NZX, the group which operates New Zealand’s capital markets, is seeking feedback on the latest round of proposed changes to its corporate governance best practice code for companies listed on its exchanges. The update to the guidelines, which aims to bring listed companies’ practices in line with those upheld by Australia’s Financial Markets Authority, comprise a code of ethics, rules about share trading and continuous disclosure and a call for more transparency over board appointments and CEO pay. The NZX has said that as part of this initiative it will encourage companies to report on ESG and health and safety issues, working alongside the Sustainable Stock Exchange Initiative for specific guidance in this area. Submissions are due by October 14.

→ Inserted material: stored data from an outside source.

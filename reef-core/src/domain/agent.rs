//! Agent identity

use serde::{Deserialize, Serialize};

/// Identity an agent presents to the queue server
///
/// Fixed for the lifetime of the agent process.
#[derive(Debug, Clone, PartialEq, Eq, Serialize, Deserialize)]
pub struct AgentIdentity {
    /// Unique identifier for this agent
    pub id: String,

    /// Name of the queue the agent pulls jobs from
    pub queue: String,
}

impl AgentIdentity {
    pub fn new(id: impl Into<String>, queue: impl Into<String>) -> Self {
        Self {
            id: id.into(),
            queue: queue.into(),
        }
    }
}

impl std::fmt::Display for AgentIdentity {
    fn fmt(&self, f: &mut std::fmt::Formatter<'_>) -> std::fmt::Result {
        write!(f, "{}@{}", self.id, self.queue)
    }
}
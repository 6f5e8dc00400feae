//! Job poller
//!
//! Pings the queue server until a job is assigned, claims it and runs it.
//!
//! "No job yet" is retried at the fixed poll interval. Failing to reach the
//! queue server (or getting an unreadable answer) is retried with a doubling
//! backoff, and gives up once the configured number of consecutive failures
//! is reached. A refused claim is final for that job: its commands are never
//! run, the poller goes back to pinging and never claims that job id again.

use anyhow::Result;
use parking_lot::Mutex;
use reef_client::ClientError;
use reef_core::domain::agent::AgentIdentity;
use reef_core::domain::job::Job;
use std::collections::HashSet;
use std::sync::Arc;
use tokio::time;
use tracing::{debug, error, info, warn};

use crate::backoff::Backoff;
use crate::config::Config;
use crate::repository::JobRepository;
use crate::service::JobRunner;

/// Result of one ping
#[derive(Debug)]
pub enum PollOutcome {
    /// The server has nothing for this agent yet
    NoJob,
    /// A job is assigned
    Found(Job),
    /// The server could not be reached or its answer could not be read
    TransportError(ClientError),
}

/// Result of one claim attempt
#[derive(Debug)]
pub enum ClaimOutcome {
    Claimed,
    /// The server refused; another agent got the job
    Rejected,
    /// The claim request itself failed
    Failed(ClientError),
}

/// Job poller that waits for, claims and executes jobs
pub struct JobPoller {
    config: Config,
    identity: AgentIdentity,
    jobs: Arc<dyn JobRepository>,
    runner: JobRunner,
    /// Jobs whose claim failed; offered again, they count as "no job"
    abandoned: Mutex<HashSet<String>>,
}

impl JobPoller {
    /// Creates a new job poller
    pub fn new(config: Config, jobs: Arc<dyn JobRepository>, runner: JobRunner) -> Self {
        let identity = config.identity();
        Self {
            config,
            identity,
            jobs,
            runner,
            abandoned: Mutex::new(HashSet::new()),
        }
    }

    /// Polls, claims and runs jobs
    ///
    /// Returns after the first executed job unless `keep_running` is set.
    /// Fails only when the queue server stays unreachable for
    /// `max_transport_failures` consecutive pings.
    ///
    /// # Returns
    /// The number of jobs executed
    pub async fn run(&self) -> Result<usize> {
        info!(
            "Starting job poller for {} (interval: {:?})",
            self.identity, self.config.poll_interval
        );

        let mut executed = 0;

        loop {
            let job = self.wait_for_job().await?;

            if self.abandoned.lock().contains(&job.id) {
                debug!("Job {} was already abandoned, ignoring it", job.id);
                time::sleep(self.config.poll_interval).await;
                continue;
            }

            match self.claim(&job).await {
                ClaimOutcome::Claimed => {}
                ClaimOutcome::Rejected => {
                    warn!("Job {} was claimed by another agent, skipping it", job.id);
                    self.abandoned.lock().insert(job.id);
                    time::sleep(self.config.poll_interval).await;
                    continue;
                }
                ClaimOutcome::Failed(e) => {
                    warn!("Failed to claim job {}: {}", job.id, e);
                    self.abandoned.lock().insert(job.id);
                    time::sleep(self.config.poll_interval).await;
                    continue;
                }
            }

            info!("Claimed job {} ({} command(s))", job.id, job.commands.len());

            match self.runner.run(&job).await {
                Ok(report) => {
                    executed += 1;
                    info!(
                        "Job {} completed with status: {} ({} log chunk(s), {} upload failure(s))",
                        job.id,
                        if report.result.success() {
                            "success"
                        } else {
                            "failure"
                        },
                        report.logs.chunk_count(),
                        report.logs.upload_failures()
                    );
                }
                Err(e) => {
                    error!("Failed to execute job {}: {:#}", job.id, e);
                }
            }

            if !self.config.keep_running {
                return Ok(executed);
            }
            time::sleep(self.config.poll_interval).await;
        }
    }

    /// Pings until a job is assigned
    async fn wait_for_job(&self) -> Result<Job> {
        let mut backoff = Backoff::new(
            self.config.transport_backoff_initial,
            self.config.transport_backoff_max,
        );
        let mut consecutive_failures: u32 = 0;

        loop {
            match self.poll_once().await {
                PollOutcome::Found(job) => return Ok(job),
                PollOutcome::NoJob => {
                    debug!("No job available");
                    consecutive_failures = 0;
                    backoff.reset();
                    time::sleep(self.config.poll_interval).await;
                }
                PollOutcome::TransportError(e) => {
                    consecutive_failures += 1;
                    let limit = self.config.max_transport_failures;
                    if limit > 0 && consecutive_failures >= limit {
                        error!(
                            "Queue server at {} unreachable after {} attempts",
                            self.config.queue_url, consecutive_failures
                        );
                        return Err(anyhow::anyhow!(
                            "Giving up on queue server after {} consecutive failures: {}",
                            consecutive_failures,
                            e
                        ));
                    }

                    let delay = backoff.next_delay();
                    warn!(
                        "Failed to reach queue server (attempt {}): {}; retrying in {:?}",
                        consecutive_failures, e, delay
                    );
                    time::sleep(delay).await;
                }
            }
        }
    }

    /// Performs a single ping
    pub async fn poll_once(&self) -> PollOutcome {
        match self.jobs.ping(&self.identity).await {
            Ok(Some(job)) => PollOutcome::Found(job),
            Ok(None) => PollOutcome::NoJob,
            Err(e) => PollOutcome::TransportError(e),
        }
    }

    /// Tries once to claim `job` for this agent
    pub async fn claim(&self, job: &Job) -> ClaimOutcome {
        match self.jobs.acquire_job(&job.id, &self.identity.id).await {
            Ok(true) => ClaimOutcome::Claimed,
            Ok(false) => ClaimOutcome::Rejected,
            Err(e) => ClaimOutcome::Failed(e),
        }
    }
}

The IFC has announced that it is working with the State Securities Commission of Vietnam (SSC) to create a corporate governance code for listed companies in the country. With its launch expected by mid-2017, the code will fit into a larger effort to boost regulatory compliance in South-East Asian countries and to promote investment in Vietnam. The IFC is also helping Chinese market regulators gain a better understanding of recent regulatory and sustainability developments ahead of the publication of a revised corporate governance code for Chinese companies by the end of the year.
The Association of Chartered Certified Accountants (ACCA) has launched a report looking at how integrated reporting < IR > is perceived by its members – and found some mixed views. Familiarity with < IR > was patchy; and some respondents expressed concerns over the measurability and connectivity of its capital models.